EXERCISE AIM:
Check every line of the material below for the string "EngineEvents", and return the ones that have it.

....

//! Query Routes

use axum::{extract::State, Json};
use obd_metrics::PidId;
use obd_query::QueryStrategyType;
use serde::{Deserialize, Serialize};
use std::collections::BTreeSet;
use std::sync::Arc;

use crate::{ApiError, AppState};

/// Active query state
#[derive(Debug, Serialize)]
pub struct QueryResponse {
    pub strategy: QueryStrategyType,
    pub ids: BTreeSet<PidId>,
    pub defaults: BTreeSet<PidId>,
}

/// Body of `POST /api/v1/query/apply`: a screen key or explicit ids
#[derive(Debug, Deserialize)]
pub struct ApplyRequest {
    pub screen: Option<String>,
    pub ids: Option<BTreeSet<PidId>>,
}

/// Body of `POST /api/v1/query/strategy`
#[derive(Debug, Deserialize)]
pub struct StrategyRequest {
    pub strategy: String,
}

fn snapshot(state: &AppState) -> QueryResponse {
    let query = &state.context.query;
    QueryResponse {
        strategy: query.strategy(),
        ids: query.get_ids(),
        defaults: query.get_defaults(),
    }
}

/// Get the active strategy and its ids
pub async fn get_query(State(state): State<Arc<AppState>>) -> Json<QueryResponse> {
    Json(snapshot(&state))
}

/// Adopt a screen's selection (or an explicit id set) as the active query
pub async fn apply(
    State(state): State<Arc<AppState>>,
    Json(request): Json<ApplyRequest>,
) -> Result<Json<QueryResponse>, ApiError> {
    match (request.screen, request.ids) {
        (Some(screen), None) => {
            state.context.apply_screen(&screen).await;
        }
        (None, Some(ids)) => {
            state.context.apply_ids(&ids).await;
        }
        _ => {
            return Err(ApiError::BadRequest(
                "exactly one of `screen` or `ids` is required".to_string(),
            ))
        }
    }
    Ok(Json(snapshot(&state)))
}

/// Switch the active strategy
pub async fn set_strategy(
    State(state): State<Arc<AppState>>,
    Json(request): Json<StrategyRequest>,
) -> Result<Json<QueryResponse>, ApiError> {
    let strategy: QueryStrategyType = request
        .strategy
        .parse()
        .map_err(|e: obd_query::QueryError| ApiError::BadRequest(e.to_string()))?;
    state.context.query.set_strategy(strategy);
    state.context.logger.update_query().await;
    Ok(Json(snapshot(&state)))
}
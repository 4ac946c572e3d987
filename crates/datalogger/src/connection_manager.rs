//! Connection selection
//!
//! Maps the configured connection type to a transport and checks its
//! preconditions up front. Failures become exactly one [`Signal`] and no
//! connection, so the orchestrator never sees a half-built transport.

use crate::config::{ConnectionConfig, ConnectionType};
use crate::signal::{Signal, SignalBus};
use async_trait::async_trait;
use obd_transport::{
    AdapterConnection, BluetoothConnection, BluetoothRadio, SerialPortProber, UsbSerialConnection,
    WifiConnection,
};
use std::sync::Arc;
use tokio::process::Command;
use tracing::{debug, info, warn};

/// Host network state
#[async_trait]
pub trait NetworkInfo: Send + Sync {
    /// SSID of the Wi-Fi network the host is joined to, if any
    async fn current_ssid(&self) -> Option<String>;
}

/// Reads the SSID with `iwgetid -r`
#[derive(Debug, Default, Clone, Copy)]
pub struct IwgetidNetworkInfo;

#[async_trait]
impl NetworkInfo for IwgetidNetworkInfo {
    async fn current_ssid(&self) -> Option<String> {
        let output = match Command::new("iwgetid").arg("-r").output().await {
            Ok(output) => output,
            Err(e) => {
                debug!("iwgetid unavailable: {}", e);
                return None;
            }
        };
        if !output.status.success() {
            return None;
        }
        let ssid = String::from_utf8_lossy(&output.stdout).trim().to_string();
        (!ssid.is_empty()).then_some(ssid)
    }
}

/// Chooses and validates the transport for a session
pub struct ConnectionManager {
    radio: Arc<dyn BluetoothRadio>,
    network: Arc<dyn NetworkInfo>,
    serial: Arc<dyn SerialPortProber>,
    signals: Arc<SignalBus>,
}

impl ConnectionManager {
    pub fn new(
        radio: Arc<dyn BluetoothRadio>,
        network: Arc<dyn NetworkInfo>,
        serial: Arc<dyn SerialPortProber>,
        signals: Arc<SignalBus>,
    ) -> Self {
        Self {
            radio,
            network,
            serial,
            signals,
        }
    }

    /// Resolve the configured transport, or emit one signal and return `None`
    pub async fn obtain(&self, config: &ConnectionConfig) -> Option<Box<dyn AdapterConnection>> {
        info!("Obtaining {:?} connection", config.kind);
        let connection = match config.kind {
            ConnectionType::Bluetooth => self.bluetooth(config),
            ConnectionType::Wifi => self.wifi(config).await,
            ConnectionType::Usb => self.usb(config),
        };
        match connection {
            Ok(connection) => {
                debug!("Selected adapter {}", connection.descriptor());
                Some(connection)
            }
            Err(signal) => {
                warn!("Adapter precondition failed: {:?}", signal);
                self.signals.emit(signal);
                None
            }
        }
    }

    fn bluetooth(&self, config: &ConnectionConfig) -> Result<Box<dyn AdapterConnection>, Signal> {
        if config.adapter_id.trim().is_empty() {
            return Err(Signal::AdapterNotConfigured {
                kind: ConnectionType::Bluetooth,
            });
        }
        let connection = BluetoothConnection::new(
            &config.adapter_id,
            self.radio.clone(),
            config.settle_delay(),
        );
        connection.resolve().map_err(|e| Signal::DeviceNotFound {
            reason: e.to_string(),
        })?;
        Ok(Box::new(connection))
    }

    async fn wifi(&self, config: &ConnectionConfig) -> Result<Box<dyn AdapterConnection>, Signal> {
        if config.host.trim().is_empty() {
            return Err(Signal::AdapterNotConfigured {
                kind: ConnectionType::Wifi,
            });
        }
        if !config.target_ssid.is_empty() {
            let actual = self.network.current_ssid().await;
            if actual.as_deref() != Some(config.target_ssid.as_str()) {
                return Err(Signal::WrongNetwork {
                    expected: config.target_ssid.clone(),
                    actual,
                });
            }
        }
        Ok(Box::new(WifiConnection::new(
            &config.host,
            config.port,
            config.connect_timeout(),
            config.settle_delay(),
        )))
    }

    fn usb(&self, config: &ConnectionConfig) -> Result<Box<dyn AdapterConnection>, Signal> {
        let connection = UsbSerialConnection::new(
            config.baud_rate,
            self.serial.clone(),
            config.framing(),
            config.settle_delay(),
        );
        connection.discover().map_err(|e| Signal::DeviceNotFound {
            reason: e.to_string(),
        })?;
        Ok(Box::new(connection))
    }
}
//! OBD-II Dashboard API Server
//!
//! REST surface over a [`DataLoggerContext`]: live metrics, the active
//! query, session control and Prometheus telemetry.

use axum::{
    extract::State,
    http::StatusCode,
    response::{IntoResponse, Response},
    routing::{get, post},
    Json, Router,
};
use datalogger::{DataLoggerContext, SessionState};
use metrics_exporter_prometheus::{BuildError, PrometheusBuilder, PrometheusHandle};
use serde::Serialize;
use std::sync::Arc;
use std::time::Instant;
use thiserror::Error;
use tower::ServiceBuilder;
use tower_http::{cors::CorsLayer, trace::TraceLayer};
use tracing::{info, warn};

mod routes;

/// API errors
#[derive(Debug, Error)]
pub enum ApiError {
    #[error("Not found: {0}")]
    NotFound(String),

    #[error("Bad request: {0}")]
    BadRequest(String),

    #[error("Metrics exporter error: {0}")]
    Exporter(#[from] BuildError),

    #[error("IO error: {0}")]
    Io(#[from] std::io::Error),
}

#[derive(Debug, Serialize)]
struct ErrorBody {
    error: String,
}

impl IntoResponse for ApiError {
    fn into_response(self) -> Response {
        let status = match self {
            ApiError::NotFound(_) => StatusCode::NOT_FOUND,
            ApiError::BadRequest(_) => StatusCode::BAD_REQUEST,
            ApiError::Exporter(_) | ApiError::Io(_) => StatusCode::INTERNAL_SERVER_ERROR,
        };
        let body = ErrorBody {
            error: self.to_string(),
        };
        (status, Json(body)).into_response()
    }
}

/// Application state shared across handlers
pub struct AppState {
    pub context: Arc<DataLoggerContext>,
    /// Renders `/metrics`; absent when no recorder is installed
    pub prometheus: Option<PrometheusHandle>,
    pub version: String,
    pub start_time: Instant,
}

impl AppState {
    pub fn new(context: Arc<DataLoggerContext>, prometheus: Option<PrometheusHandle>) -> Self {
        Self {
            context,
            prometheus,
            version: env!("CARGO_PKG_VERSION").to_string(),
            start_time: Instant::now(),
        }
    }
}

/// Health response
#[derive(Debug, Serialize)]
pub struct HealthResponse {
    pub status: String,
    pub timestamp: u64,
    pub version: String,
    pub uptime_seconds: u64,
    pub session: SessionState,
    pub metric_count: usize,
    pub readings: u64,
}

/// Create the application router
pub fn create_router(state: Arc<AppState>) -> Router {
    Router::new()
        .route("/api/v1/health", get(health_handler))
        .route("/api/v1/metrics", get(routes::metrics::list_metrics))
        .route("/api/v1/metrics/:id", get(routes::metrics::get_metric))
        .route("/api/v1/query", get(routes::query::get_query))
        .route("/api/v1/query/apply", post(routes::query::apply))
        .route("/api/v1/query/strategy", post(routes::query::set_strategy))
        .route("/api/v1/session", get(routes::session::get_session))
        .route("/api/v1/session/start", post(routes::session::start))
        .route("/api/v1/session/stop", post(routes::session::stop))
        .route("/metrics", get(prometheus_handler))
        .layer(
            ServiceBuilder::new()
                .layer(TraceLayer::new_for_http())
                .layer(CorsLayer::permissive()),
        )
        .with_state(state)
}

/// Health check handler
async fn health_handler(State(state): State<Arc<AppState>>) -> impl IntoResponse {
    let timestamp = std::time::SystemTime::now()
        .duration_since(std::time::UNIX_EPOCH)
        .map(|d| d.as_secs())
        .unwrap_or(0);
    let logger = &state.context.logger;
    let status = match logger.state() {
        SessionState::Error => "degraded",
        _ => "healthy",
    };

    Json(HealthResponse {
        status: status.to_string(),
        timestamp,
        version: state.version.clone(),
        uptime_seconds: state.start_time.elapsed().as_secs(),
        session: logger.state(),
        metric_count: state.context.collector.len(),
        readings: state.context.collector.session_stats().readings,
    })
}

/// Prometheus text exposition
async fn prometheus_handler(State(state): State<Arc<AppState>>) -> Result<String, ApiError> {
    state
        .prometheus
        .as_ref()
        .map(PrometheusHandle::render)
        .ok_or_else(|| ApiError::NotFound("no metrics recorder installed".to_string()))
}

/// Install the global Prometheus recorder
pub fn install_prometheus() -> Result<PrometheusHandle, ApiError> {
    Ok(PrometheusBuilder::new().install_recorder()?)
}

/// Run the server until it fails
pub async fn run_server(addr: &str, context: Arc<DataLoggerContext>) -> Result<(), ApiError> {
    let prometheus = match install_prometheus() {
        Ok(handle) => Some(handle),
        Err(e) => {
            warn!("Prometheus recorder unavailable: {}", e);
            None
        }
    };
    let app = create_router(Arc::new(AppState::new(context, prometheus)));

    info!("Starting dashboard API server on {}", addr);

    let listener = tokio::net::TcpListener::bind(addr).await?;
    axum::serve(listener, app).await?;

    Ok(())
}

....

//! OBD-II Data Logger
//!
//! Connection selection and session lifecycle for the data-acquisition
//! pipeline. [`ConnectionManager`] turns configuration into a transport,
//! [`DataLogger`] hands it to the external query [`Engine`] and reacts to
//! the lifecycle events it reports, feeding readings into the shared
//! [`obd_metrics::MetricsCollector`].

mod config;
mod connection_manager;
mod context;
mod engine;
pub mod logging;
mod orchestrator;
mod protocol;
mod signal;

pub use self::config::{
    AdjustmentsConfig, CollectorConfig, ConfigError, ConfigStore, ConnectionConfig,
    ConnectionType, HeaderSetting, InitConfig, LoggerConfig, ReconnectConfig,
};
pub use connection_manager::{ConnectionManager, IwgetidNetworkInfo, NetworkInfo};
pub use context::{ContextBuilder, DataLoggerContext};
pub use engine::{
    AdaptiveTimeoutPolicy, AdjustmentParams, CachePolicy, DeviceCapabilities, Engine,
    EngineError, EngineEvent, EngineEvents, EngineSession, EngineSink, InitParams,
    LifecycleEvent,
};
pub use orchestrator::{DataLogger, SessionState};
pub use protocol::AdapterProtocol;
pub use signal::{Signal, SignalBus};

....

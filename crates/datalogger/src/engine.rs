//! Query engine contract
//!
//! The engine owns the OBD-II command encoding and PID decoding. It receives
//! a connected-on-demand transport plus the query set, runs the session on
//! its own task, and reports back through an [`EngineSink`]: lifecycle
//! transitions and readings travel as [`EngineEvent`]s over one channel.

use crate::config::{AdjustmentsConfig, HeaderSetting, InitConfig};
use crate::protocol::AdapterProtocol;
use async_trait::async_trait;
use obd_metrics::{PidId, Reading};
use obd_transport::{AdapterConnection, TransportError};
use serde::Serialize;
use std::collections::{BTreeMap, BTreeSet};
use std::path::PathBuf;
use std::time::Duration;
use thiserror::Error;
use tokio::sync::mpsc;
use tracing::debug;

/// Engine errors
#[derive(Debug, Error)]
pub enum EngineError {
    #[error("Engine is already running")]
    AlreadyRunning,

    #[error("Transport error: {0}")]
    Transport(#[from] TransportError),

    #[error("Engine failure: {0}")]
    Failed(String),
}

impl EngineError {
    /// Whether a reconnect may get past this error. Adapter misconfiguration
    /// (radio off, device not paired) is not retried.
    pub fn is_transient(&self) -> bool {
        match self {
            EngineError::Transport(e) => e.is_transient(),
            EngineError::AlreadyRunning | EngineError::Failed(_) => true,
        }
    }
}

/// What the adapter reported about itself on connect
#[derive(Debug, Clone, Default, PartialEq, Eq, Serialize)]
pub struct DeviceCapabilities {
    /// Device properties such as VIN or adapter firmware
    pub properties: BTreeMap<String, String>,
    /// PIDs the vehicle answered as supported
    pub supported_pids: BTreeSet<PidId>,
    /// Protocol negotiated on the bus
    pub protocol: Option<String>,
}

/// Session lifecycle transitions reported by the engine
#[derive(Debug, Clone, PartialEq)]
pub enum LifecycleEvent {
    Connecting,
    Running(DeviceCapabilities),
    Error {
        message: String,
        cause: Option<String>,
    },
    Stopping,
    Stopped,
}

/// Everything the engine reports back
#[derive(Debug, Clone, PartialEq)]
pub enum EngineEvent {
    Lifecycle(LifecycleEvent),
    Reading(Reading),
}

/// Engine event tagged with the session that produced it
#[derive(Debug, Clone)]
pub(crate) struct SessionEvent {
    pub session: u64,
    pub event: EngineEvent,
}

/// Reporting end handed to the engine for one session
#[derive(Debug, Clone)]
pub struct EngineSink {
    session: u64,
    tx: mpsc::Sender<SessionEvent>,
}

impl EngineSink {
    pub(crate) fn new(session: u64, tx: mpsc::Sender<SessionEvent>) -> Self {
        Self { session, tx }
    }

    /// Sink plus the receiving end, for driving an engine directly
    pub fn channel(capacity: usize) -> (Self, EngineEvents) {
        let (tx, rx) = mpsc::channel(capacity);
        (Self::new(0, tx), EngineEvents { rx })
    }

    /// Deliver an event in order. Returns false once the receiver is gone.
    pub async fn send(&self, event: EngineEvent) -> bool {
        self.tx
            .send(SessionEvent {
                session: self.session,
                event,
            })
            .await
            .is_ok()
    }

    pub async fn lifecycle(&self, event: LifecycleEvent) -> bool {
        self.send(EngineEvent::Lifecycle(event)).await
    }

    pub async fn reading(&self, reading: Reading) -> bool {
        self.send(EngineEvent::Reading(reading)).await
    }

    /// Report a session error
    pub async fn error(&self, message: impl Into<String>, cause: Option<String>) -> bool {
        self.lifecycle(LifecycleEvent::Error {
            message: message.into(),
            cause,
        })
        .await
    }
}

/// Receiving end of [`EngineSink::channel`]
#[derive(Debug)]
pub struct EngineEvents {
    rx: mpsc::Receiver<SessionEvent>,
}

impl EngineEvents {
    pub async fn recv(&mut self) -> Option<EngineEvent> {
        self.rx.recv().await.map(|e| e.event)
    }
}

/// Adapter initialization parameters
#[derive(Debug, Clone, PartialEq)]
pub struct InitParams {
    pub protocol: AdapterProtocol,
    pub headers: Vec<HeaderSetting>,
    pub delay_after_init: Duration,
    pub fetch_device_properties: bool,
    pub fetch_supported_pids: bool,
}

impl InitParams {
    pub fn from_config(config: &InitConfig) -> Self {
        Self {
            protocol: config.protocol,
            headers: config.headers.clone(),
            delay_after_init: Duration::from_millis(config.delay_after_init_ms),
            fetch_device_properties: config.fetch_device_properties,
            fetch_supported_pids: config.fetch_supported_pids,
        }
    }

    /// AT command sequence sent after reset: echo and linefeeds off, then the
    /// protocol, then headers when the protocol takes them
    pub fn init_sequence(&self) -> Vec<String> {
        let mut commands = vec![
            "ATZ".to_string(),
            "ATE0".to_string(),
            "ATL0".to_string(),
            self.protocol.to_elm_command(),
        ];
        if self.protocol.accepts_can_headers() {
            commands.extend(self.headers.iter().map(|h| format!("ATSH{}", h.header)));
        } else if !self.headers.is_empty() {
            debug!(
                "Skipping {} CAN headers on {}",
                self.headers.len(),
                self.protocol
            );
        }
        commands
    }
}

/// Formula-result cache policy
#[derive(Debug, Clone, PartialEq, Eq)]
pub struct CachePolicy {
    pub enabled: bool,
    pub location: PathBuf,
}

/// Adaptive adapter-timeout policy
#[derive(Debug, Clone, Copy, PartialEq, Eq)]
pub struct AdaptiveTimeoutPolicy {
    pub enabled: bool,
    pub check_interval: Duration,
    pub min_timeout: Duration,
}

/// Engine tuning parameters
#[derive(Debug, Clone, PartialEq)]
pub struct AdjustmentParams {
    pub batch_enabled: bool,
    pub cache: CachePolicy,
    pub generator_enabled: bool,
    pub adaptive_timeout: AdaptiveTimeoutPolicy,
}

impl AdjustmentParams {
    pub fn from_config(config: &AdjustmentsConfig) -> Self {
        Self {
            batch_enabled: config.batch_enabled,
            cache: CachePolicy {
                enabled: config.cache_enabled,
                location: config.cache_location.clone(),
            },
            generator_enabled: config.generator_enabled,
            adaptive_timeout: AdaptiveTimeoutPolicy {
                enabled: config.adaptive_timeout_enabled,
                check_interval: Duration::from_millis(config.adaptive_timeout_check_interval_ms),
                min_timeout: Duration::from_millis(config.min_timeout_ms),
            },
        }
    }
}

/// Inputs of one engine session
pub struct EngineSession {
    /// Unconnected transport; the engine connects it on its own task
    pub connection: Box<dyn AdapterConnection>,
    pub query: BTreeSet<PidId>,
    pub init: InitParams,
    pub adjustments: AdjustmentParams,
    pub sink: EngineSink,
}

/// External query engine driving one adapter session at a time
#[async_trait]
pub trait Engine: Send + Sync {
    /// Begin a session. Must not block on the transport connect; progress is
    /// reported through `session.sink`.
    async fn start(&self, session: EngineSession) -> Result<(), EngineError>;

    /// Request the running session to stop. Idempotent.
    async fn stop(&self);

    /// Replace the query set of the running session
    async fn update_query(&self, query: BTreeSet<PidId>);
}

....

RESPONSE AREA:
    EngineError, EngineEvent, EngineEvents, EngineSession, EngineSink, InitParams,
    pub fn channel(capacity: usize) -> (Self, EngineEvents) {
        (Self::new(0, tx), EngineEvents { rx })
pub struct EngineEvents {
impl EngineEvents {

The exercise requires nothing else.